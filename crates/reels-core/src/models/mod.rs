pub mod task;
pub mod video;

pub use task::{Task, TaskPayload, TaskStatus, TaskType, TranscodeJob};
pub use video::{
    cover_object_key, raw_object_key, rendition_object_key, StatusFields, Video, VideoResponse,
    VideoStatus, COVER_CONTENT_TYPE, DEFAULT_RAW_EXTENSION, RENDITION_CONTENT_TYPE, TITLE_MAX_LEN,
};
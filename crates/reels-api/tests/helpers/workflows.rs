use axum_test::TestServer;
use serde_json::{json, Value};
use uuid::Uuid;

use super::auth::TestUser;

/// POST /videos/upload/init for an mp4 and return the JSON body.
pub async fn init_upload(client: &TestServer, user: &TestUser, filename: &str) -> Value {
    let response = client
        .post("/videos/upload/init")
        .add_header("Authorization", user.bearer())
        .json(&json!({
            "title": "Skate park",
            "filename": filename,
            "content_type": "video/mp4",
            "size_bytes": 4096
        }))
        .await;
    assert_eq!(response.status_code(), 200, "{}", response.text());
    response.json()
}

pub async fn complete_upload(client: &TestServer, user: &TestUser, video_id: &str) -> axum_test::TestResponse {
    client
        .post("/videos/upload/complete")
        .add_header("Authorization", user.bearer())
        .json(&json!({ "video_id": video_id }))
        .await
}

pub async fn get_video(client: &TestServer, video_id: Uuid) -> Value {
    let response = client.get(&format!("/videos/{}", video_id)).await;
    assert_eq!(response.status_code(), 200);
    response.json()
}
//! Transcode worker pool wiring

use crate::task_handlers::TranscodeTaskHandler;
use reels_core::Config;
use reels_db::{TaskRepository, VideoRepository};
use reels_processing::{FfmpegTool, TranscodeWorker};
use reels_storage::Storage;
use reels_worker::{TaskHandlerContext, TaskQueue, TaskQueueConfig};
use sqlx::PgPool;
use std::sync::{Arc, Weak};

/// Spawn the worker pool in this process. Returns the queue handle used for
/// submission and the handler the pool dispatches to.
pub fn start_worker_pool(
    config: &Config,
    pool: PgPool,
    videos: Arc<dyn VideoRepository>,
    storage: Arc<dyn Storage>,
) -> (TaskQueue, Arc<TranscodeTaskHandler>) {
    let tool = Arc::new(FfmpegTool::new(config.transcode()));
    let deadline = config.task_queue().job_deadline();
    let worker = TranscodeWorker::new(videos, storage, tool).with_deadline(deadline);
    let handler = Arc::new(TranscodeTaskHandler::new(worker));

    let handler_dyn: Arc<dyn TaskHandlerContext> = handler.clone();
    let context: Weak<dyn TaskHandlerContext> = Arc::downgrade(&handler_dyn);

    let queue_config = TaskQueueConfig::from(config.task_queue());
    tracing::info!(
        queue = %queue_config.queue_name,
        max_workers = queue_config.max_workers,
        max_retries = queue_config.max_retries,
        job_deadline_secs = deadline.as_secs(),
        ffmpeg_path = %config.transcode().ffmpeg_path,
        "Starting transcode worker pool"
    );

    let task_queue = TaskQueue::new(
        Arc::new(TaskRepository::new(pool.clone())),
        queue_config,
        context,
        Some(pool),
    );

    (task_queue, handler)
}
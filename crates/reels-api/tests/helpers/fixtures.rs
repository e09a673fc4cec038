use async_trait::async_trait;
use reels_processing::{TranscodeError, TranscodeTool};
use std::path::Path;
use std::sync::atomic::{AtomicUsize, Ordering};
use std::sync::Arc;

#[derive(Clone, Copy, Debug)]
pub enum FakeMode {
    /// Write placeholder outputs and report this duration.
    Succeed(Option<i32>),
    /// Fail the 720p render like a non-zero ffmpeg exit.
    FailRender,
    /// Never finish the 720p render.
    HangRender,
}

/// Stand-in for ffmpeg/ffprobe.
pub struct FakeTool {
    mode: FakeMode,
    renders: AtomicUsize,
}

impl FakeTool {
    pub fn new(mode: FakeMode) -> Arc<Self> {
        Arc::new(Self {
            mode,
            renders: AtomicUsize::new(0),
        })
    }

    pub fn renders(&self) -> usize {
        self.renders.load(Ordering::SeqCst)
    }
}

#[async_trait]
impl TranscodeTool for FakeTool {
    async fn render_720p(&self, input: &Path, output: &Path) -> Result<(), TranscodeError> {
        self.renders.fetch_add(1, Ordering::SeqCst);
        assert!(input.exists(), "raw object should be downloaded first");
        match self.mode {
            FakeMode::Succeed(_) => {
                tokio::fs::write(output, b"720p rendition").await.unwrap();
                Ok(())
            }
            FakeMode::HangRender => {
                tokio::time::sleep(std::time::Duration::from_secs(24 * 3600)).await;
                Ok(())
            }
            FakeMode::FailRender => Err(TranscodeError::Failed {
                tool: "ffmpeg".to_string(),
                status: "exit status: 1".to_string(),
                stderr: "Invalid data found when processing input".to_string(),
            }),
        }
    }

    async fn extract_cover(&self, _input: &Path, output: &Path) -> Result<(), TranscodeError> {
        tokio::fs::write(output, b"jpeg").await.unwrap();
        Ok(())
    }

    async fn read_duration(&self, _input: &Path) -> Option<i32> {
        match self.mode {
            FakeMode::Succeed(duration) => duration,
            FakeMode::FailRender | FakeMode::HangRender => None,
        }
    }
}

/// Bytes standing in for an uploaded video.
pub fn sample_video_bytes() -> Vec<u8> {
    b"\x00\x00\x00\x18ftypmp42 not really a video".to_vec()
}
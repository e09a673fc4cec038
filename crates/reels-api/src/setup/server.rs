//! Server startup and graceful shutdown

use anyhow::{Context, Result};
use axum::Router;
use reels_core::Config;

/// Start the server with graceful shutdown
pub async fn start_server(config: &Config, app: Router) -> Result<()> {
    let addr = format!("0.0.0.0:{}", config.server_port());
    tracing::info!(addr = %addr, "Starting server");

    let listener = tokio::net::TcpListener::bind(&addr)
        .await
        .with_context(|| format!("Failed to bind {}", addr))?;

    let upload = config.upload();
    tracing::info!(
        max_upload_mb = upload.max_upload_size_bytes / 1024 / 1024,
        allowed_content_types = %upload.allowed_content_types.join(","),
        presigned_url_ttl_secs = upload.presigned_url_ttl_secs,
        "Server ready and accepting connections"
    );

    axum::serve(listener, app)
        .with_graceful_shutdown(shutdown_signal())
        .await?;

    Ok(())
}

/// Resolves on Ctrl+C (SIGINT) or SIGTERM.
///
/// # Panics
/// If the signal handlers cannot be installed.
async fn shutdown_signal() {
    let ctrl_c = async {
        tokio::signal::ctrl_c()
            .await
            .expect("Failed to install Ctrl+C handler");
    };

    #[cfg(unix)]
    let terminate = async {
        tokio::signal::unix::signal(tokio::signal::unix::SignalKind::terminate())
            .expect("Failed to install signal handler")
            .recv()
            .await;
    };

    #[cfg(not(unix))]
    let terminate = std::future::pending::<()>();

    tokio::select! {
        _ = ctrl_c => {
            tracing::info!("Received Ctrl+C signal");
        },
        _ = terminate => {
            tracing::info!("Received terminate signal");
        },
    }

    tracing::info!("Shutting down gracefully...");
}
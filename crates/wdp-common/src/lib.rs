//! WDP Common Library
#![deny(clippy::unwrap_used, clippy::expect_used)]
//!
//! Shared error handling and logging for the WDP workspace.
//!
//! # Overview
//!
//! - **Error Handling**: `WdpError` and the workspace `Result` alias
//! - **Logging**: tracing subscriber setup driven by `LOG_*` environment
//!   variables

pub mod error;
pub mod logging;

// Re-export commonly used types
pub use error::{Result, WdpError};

### Exercise details
In your reply, write out all of the material exactly as it was given.

### Exercise response
filename crates/reels-core/src/models/mod.rs
pub mod task;
pub mod video;

pub use task::{Task, TaskPayload, TaskStatus, TaskType, TranscodeJob};
pub use video::{
    cover_object_key, raw_object_key, rendition_object_key, StatusFields, Video, VideoResponse,
    VideoStatus, COVER_CONTENT_TYPE, DEFAULT_RAW_EXTENSION, RENDITION_CONTENT_TYPE, TITLE_MAX_LEN,
};
filename crates/reels-api/tests/helpers/workflows.rs
use axum_test::TestServer;
use serde_json::{json, Value};
use uuid::Uuid;

use super::auth::TestUser;

/// POST /videos/upload/init for an mp4 and return the JSON body.
pub async fn init_upload(client: &TestServer, user: &TestUser, filename: &str) -> Value {
    let response = client
        .post("/videos/upload/init")
        .add_header("Authorization", user.bearer())
        .json(&json!({
            "title": "Skate park",
            "filename": filename,
            "content_type": "video/mp4",
            "size_bytes": 4096
        }))
        .await;
    assert_eq!(response.status_code(), 200, "{}", response.text());
    response.json()
}

pub async fn complete_upload(client: &TestServer, user: &TestUser, video_id: &str) -> axum_test::TestResponse {
    client
        .post("/videos/upload/complete")
        .add_header("Authorization", user.bearer())
        .json(&json!({ "video_id": video_id }))
        .await
}

pub async fn get_video(client: &TestServer, video_id: Uuid) -> Value {
    let response = client.get(&format!("/videos/{}", video_id)).await;
    assert_eq!(response.status_code(), 200);
    response.json()
}
//! Transcode worker pool wiring

use crate::task_handlers::TranscodeTaskHandler;
use reels_core::Config;
use reels_db::{TaskRepository, VideoRepository};
use reels_processing::{FfmpegTool, TranscodeWorker};
use reels_storage::Storage;
use reels_worker::{TaskHandlerContext, TaskQueue, TaskQueueConfig};
use sqlx::PgPool;
use std::sync::{Arc, Weak};

/// Spawn the worker pool in this process. Returns the queue handle used for
/// submission and the handler the pool dispatches to.
pub fn start_worker_pool(
    config: &Config,
    pool: PgPool,
    videos: Arc<dyn VideoRepository>,
    storage: Arc<dyn Storage>,
) -> (TaskQueue, Arc<TranscodeTaskHandler>) {
    let tool = Arc::new(FfmpegTool::new(config.transcode()));
    let deadline = config.task_queue().job_deadline();
    let worker = TranscodeWorker::new(videos, storage, tool).with_deadline(deadline);
    let handler = Arc::new(TranscodeTaskHandler::new(worker));

    let handler_dyn: Arc<dyn TaskHandlerContext> = handler.clone();
    let context: Weak<dyn TaskHandlerContext> = Arc::downgrade(&handler_dyn);

    let queue_config = TaskQueueConfig::from(config.task_queue());
    tracing::info!(
        queue = %queue_config.queue_name,
        max_workers = queue_config.max_workers,
        max_retries = queue_config.max_retries,
        job_deadline_secs = deadline.as_secs(),
        ffmpeg_path = %config.transcode().ffmpeg_path,
        "Starting transcode worker pool"
    );

    let task_queue = TaskQueue::new(
        Arc::new(TaskRepository::new(pool.clone())),
        queue_config,
        context,
        Some(pool),
    );

    (task_queue, handler)
}
filename crates/reels-api/tests/helpers/fixtures.rs
repository e09a673fc4cec038
use async_trait::async_trait;
use reels_processing::{TranscodeError, TranscodeTool};
use std::path::Path;
use std::sync::atomic::{AtomicUsize, Ordering};
use std::sync::Arc;

#[derive(Clone, Copy, Debug)]
pub enum FakeMode {
    /// Write placeholder outputs and report this duration.
    Succeed(Option<i32>),
    /// Fail the 720p render like a non-zero ffmpeg exit.
    FailRender,
    /// Never finish the 720p render.
    HangRender,
}

/// Stand-in for ffmpeg/ffprobe.
pub struct FakeTool {
    mode: FakeMode,
    renders: AtomicUsize,
}

impl FakeTool {
    pub fn new(mode: FakeMode) -> Arc<Self> {
        Arc::new(Self {
            mode,
            renders: AtomicUsize::new(0),
        })
    }

    pub fn renders(&self) -> usize {
        self.renders.load(Ordering::SeqCst)
    }
}

#[async_trait]
impl TranscodeTool for FakeTool {
    async fn render_720p(&self, input: &Path, output: &Path) -> Result<(), TranscodeError> {
        self.renders.fetch_add(1, Ordering::SeqCst);
        assert!(input.exists(), "raw object should be downloaded first");
        match self.mode {
            FakeMode::Succeed(_) => {
                tokio::fs::write(output, b"720p rendition").await.unwrap();
                Ok(())
            }
            FakeMode::HangRender => {
                tokio::time::sleep(std::time::Duration::from_secs(24 * 3600)).await;
                Ok(())
            }
            FakeMode::FailRender => Err(TranscodeError::Failed {
                tool: "ffmpeg".to_string(),
                status: "exit status: 1".to_string(),
                stderr: "Invalid data found when processing input".to_string(),
            }),
        }
    }

    async fn extract_cover(&self, _input: &Path, output: &Path) -> Result<(), TranscodeError> {
        tokio::fs::write(output, b"jpeg").await.unwrap();
        Ok(())
    }

    async fn read_duration(&self, _input: &Path) -> Option<i32> {
        match self.mode {
            FakeMode::Succeed(duration) => duration,
            FakeMode::FailRender | FakeMode::HangRender => None,
        }
    }
}

/// Bytes standing in for an uploaded video.
pub fn sample_video_bytes() -> Vec<u8> {
    b"\x00\x00\x00\x18ftypmp42 not really a video".to_vec()
}
repository e09a673fc4cec038
filename crates/reels-api/src/setup/server.rs
//! Server startup and graceful shutdown

use anyhow::{Context, Result};
use axum::Router;
use reels_core::Config;

/// Start the server with graceful shutdown
pub async fn start_server(config: &Config, app: Router) -> Result<()> {
    let addr = format!("0.0.0.0:{}", config.server_port());
    tracing::info!(addr = %addr, "Starting server");

    let listener = tokio::net::TcpListener::bind(&addr)
        .await
        .with_context(|| format!("Failed to bind {}", addr))?;

    let upload = config.upload();
    tracing::info!(
        max_upload_mb = upload.max_upload_size_bytes / 1024 / 1024,
        allowed_content_types = %upload.allowed_content_types.join(","),
        presigned_url_ttl_secs = upload.presigned_url_ttl_secs,
        "Server ready and accepting connections"
    );

    axum::serve(listener, app)
        .with_graceful_shutdown(shutdown_signal())
        .await?;

    Ok(())
}

/// Resolves on Ctrl+C (SIGINT) or SIGTERM.
///
/// # Panics
/// If the signal handlers cannot be installed.
async fn shutdown_signal() {
    let ctrl_c = async {
        tokio::signal::ctrl_c()
            .await
            .expect("Failed to install Ctrl+C handler");
    };

    #[cfg(unix)]
    let terminate = async {
        tokio::signal::unix::signal(tokio::signal::unix::SignalKind::terminate())
            .expect("Failed to install signal handler")
            .recv()
            .await;
    };

    #[cfg(not(unix))]
    let terminate = std::future::pending::<()>();

    tokio::select! {
        _ = ctrl_c => {
            tracing::info!("Received Ctrl+C signal");
        },
        _ = terminate => {
            tracing::info!("Received terminate signal");
        },
    }

    tracing::info!("Shutting down gracefully...");
}
filename crates/wdp-common/src/lib.rs
//! WDP Common Library
#![deny(clippy::unwrap_used, clippy::expect_used)]
//!
//! Shared error handling and logging for the WDP workspace.
//!
//! # Overview
//!
//! - **Error Handling**: `WdpError` and the workspace `Result` alias
//! - **Logging**: tracing subscriber setup driven by `LOG_*` environment
//!   variables

pub mod error;
pub mod logging;

// Re-export commonly used types
pub use error::{Result, WdpError};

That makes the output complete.